LA GRACIA ESTARA CONTIGO

27 de junio de 2014

«Sean vuestras costumbres sin avaricia, contentos con lo que tenéis ahora; porque él dijo: No te desampararé, ni te dejaré.» – Hebreos 13:5b

Pablo normalmente cierra sus cartas diciendo, «La Gracia este contigo». Ahora es interesante porque Pablo utilizó esa frase en particular porque había sido un candidato más probable para la aceptación de la gracia de Dios. Pablo pasó su carrera ‘primero’ aterrorizando a los cristianos del primer siglo. Literalmente persiguió a la Iglesia y mato a los cristianos. Esa era su misión. Pero Cristo apareció, lo salvó y lo perdonó. Y Pablo quizás más que cualquier persona que ha vivido, se centró en la gracia de Cristo porque él sabe que no merecía ser elegido para ser un hijo de Dios. ¿Y sabes qué? Ninguno de nosotros tampoco.
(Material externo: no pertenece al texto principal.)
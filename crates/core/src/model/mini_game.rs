use std::collections::BTreeMap;
use std::fmt;
use std::str::FromStr;

use serde::{Deserialize, Serialize};
use thiserror::Error;

/// Kinds of mini-game interleaved between questions.
#[derive(Debug, Clone, Copy, PartialEq, Eq, Hash, PartialOrd, Ord, Serialize, Deserialize)]
#[serde(rename_all = "camelCase")]
pub enum MiniGameType {
    ReactionTime,
    PatternMemory,
    NumberSequence,
    SpatialPuzzle,
}

impl MiniGameType {
    pub const ALL: [MiniGameType; 4] = [
        Self::ReactionTime,
        Self::PatternMemory,
        Self::NumberSequence,
        Self::SpatialPuzzle,
    ];

    #[must_use]
    pub fn as_str(self) -> &'static str {
        match self {
            MiniGameType::ReactionTime => "reactionTime",
            MiniGameType::PatternMemory => "patternMemory",
            MiniGameType::NumberSequence => "numberSequence",
            MiniGameType::SpatialPuzzle => "spatialPuzzle",
        }
    }
}

impl fmt::Display for MiniGameType {
    fn fmt(&self, f: &mut fmt::Formatter<'_>) -> fmt::Result {
        f.write_str(self.as_str())
    }
}

#[derive(Debug, Error, Clone, PartialEq, Eq)]
#[error("unknown mini-game type: {raw:?}")]
pub struct ParseMiniGameTypeError {
    pub raw: String,
}

impl FromStr for MiniGameType {
    type Err = ParseMiniGameTypeError;

    fn from_str(s: &str) -> Result<Self, Self::Err> {
        let wanted = s.trim();
        Self::ALL
            .into_iter()
            .find(|game| game.as_str().eq_ignore_ascii_case(wanted))
            .ok_or_else(|| ParseMiniGameTypeError { raw: s.to_string() })
    }
}

/// Normalized outcome of one mini-game.
///
/// `score` is always within `[0, 100]`; `raw_metrics` are kept for display
/// and never feed trait scoring.
#[derive(Debug, Clone, PartialEq, Serialize, Deserialize)]
pub struct MiniGameResult {
    pub game_type: MiniGameType,
    pub score: f64,
    #[serde(default)]
    pub raw_metrics: BTreeMap<String, f64>,
}

impl MiniGameResult {
    /// Build a result, clamping `score` into `[0, 100]` (non-finite becomes 0).
    #[must_use]
    pub fn new(game_type: MiniGameType, score: f64) -> Self {
        let score = if score.is_finite() {
            score.clamp(0.0, 100.0)
        } else {
            0.0
        };
        Self {
            game_type,
            score,
            raw_metrics: BTreeMap::new(),
        }
    }

    #[must_use]
    pub fn with_metric(mut self, name: impl Into<String>, value: f64) -> Self {
        self.raw_metrics.insert(name.into(), value);
        self
    }
}

#[cfg(test)]
mod tests {
    use super::*;

    #[test]
    fn game_type_roundtrips_through_str() {
        for game in MiniGameType::ALL {
            assert_eq!(game.as_str().parse::<MiniGameType>().unwrap(), game);
        }
        assert!("tetris".parse::<MiniGameType>().is_err());
    }

    #[test]
    fn result_score_is_clamped() {
        assert_eq!(MiniGameResult::new(MiniGameType::ReactionTime, 140.0).score, 100.0);
        assert_eq!(MiniGameResult::new(MiniGameType::ReactionTime, -3.0).score, 0.0);
        assert_eq!(MiniGameResult::new(MiniGameType::ReactionTime, f64::NAN).score, 0.0);
    }

    #[test]
    fn serializes_game_type_in_camel_case() {
        let result = MiniGameResult::new(MiniGameType::PatternMemory, 75.0)
            .with_metric("highest_level", 10.0);
        let json = serde_json::to_value(&result).unwrap();
        assert_eq!(json["game_type"], "patternMemory");
        assert_eq!(json["raw_metrics"]["highest_level"], 10.0);
    }
}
Ninguno de nosotros merece que el Dios del universo vaya a una Cruz y pagara esa pena horrible para que nosotros pudiéramos ser perdonados y tener la vida eterna.
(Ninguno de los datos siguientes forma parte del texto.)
use std::fmt;
use std::sync::Arc;
use std::time::Duration;

use tokio::io::{AsyncBufReadExt, BufReader};
use tracing::{debug, info};
use tracing_subscriber::EnvFilter;

use mind_core::bank::QuestionCatalog;
use mind_core::model::{AssessmentMode, AssessmentSettings, MiniGameType, TimeoutPolicy};
use services::{
    AssessmentSession, Clock, ErrorKind, MiniGameAdapter, SessionError, SoundEvent, SoundSink,
};

mod render;
mod simulated;

use simulated::SimulatedRunner;

#[derive(Debug)]
enum ArgsError {
    MissingValue { flag: &'static str },
    UnknownArg(String),
    InvalidMode { raw: String },
    InvalidSeed { raw: String },
    InvalidGame { raw: String },
    InvalidTimeoutPolicy { raw: String },
}

impl fmt::Display for ArgsError {
    fn fmt(&self, f: &mut fmt::Formatter<'_>) -> fmt::Result {
        match self {
            ArgsError::MissingValue { flag } => write!(f, "{flag} requires a value"),
            ArgsError::UnknownArg(arg) => write!(f, "unknown argument: {arg}"),
            ArgsError::InvalidMode { raw } => write!(f, "invalid --mode value: {raw}"),
            ArgsError::InvalidSeed { raw } => write!(f, "invalid --seed value: {raw}"),
            ArgsError::InvalidGame { raw } => write!(f, "invalid --games entry: {raw}"),
            ArgsError::InvalidTimeoutPolicy { raw } => {
                write!(f, "invalid --timeout value (expected last or none): {raw}")
            }
        }
    }
}

impl std::error::Error for ArgsError {}

fn require_value(
    args: &mut impl Iterator<Item = String>,
    flag: &'static str,
) -> Result<String, ArgsError> {
    args.next().ok_or(ArgsError::MissingValue { flag })
}

fn print_usage() {
    eprintln!("Usage:");
    eprintln!(
        "  cargo run -p app -- [--mode quick|standard|deep] [--seed <u64>] [--shuffle] \
         [--games <a,b,..>] [--timeout last|none] [--json] [--verbose]"
    );
    eprintln!();
    eprintln!("Defaults:");
    eprintln!("  --mode quick, all mini-games, questions in catalog order");
    eprintln!();
    eprintln!("Environment:");
    eprintln!("  MIND_MODE, MIND_SEED, MIND_SHUFFLE, RUST_LOG");
}

#[derive(Debug, Clone)]
struct Args {
    mode: AssessmentMode,
    seed: Option<u64>,
    shuffle: bool,
    games: Vec<MiniGameType>,
    timeout_policy: TimeoutPolicy,
    json: bool,
    verbose: bool,
}

impl Args {
    fn parse(args: &mut impl Iterator<Item = String>) -> Result<Self, ArgsError> {
        let mut mode = match std::env::var("MIND_MODE") {
            Ok(raw) => parse_mode(raw)?,
            Err(_) => AssessmentMode::default(),
        };
        let mut seed = match std::env::var("MIND_SEED") {
            Ok(raw) => Some(parse_seed(raw)?),
            Err(_) => None,
        };
        let mut shuffle = std::env::var("MIND_SHUFFLE")
            .ok()
            .is_some_and(|value| matches!(value.trim(), "1" | "true" | "yes"));
        let mut games = MiniGameType::ALL.to_vec();
        let mut timeout_policy = TimeoutPolicy::default();
        let mut json = false;
        let mut verbose = false;

        while let Some(arg) = args.next() {
            match arg.as_str() {
                "--mode" => mode = parse_mode(require_value(args, "--mode")?)?,
                "--seed" => seed = Some(parse_seed(require_value(args, "--seed")?)?),
                "--shuffle" => shuffle = true,
                "--games" => {
                    let value = require_value(args, "--games")?;
                    games = value
                        .split(',')
                        .map(|raw| {
                            raw.parse::<MiniGameType>()
                                .map_err(|_| ArgsError::InvalidGame {
                                    raw: raw.to_string(),
                                })
                        })
                        .collect::<Result<_, _>>()?;
                }
                "--timeout" => {
                    let value = require_value(args, "--timeout")?;
                    timeout_policy = match value.as_str() {
                        "last" => TimeoutPolicy::MarkedOrLast,
                        "none" => TimeoutPolicy::MarkedOnly,
                        _ => return Err(ArgsError::InvalidTimeoutPolicy { raw: value }),
                    };
                }
                "--json" => json = true,
                "--verbose" | "-v" => verbose = true,
                "--help" | "-h" => {
                    print_usage();
                    std::process::exit(0);
                }
                _ => return Err(ArgsError::UnknownArg(arg)),
            }
        }

        Ok(Self {
            mode,
            seed,
            shuffle,
            games,
            timeout_policy,
            json,
            verbose,
        })
    }

    fn settings(&self) -> Result<AssessmentSettings, Box<dyn std::error::Error>> {
        Ok(AssessmentSettings::new(
            self.games.clone(),
            self.shuffle,
            self.seed,
            self.timeout_policy,
        )?)
    }
}

fn parse_mode(raw: String) -> Result<AssessmentMode, ArgsError> {
    raw.parse().map_err(|_| ArgsError::InvalidMode { raw })
}

fn parse_seed(raw: String) -> Result<u64, ArgsError> {
    raw.trim()
        .parse()
        .map_err(|_| ArgsError::InvalidSeed { raw })
}

/// Sound cues go to the log; a terminal has no speaker worth driving.
struct LoggedSound;

impl SoundSink for LoggedSound {
    fn play(&self, event: SoundEvent) {
        debug!(target: "sound", %event, "play");
    }
}

fn init_tracing(verbose: bool) {
    let default = if verbose { "debug" } else { "warn" };
    let filter = EnvFilter::try_from_default_env().unwrap_or_else(|_| EnvFilter::new(default));
    tracing_subscriber::fmt()
        .with_env_filter(filter)
        .with_writer(std::io::stderr)
        .init();
}

enum Command {
    Answer(usize),
    Back,
    Quit,
    Unknown,
}

fn parse_command(line: &str) -> Command {
    match line.trim() {
        "b" | "back" => Command::Back,
        "q" | "quit" => Command::Quit,
        other => other
            .parse::<usize>()
            .ok()
            .and_then(|n| n.checked_sub(1))
            .map_or(Command::Unknown, Command::Answer),
    }
}

/// Report caller mistakes and keep going; anything else ends the run.
fn recoverable(result: Result<(), SessionError>) -> Result<(), SessionError> {
    match result {
        Err(err) if err.kind() != ErrorKind::Configuration => {
            println!("  {err}");
            Ok(())
        }
        other => other,
    }
}

async fn run() -> Result<(), Box<dyn std::error::Error>> {
    let mut argv = std::env::args().skip(1);
    let args = Args::parse(&mut argv).map_err(|e| {
        eprintln!("{e}");
        print_usage();
        e
    })?;
    init_tracing(args.verbose);

    let catalog = QuestionCatalog::builtin()?;
    let runner = SimulatedRunner::new(args.seed, Duration::from_millis(1500));
    let mut session = AssessmentSession::new(catalog, MiniGameAdapter::new(runner))
        .with_settings(args.settings()?)
        .with_sound(Arc::new(LoggedSound))
        .with_clock(Clock::default());

    let total = args.mode.question_count();
    session.on_question(move |index, question| render::question(index, total, question));
    session.on_timer_tick(|_, remaining| render::countdown(remaining));
    session.on_mini_game_trigger(|game| {
        println!();
        println!("-- mini-game: {game} (playing...) --");
    });

    session.start(args.mode)?;
    info!(session = %session.id(), mode = %args.mode, "session running");

    let mut lines = BufReader::new(tokio::io::stdin()).lines();
    let mut ticker = tokio::time::interval(Duration::from_secs(1));
    ticker.tick().await;

    while !session.state().is_completed() {
        tokio::select! {
            line = lines.next_line() => {
                let Some(line) = line? else {
                    println!("input closed; stopping early");
                    return Ok(());
                };
                if session.state().is_awaiting_mini_game() {
                    println!("  mini-game in progress, hold on");
                    continue;
                }
                let step = match parse_command(&line) {
                    Command::Answer(option) => session
                        .submit_answer(Some(option))
                        .and_then(|_| session.advance().map(|_| ())),
                    Command::Back => session.go_back(),
                    Command::Quit => {
                        println!("quitting");
                        return Ok(());
                    }
                    Command::Unknown => {
                        println!("  type an option number, `b` or `q`");
                        Ok(())
                    }
                };
                recoverable(step)?;
            }
            _ = ticker.tick() => {
                session.tick()?;
            }
        }
    }

    let Some(results) = session.results() else {
        return Ok(());
    };
    if args.json {
        let report = serde_json::json!({
            "session": session.id(),
            "mode": args.mode,
            "progress": session.progress(),
            "results": results,
        });
        println!("{}", serde_json::to_string_pretty(&report)?);
    } else {
        render::results(results);
    }
    Ok(())
}

#[tokio::main]
async fn main() {
    if let Err(err) = run().await {
        eprintln!("{err}");
        std::process::exit(2);
    }
}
El saludo de Pablo nos recuerda que una iglesia próspera se centrará en la gracia de Dios que se encuentran en lo que Jesús hizo por nosotros en la Cruz. Una iglesia sana hará hincapié en la gracia de Dios, recordando el precio pagado por Jesús al darnos algo que nadie merece – el perdón, la salvación y la vida eterna.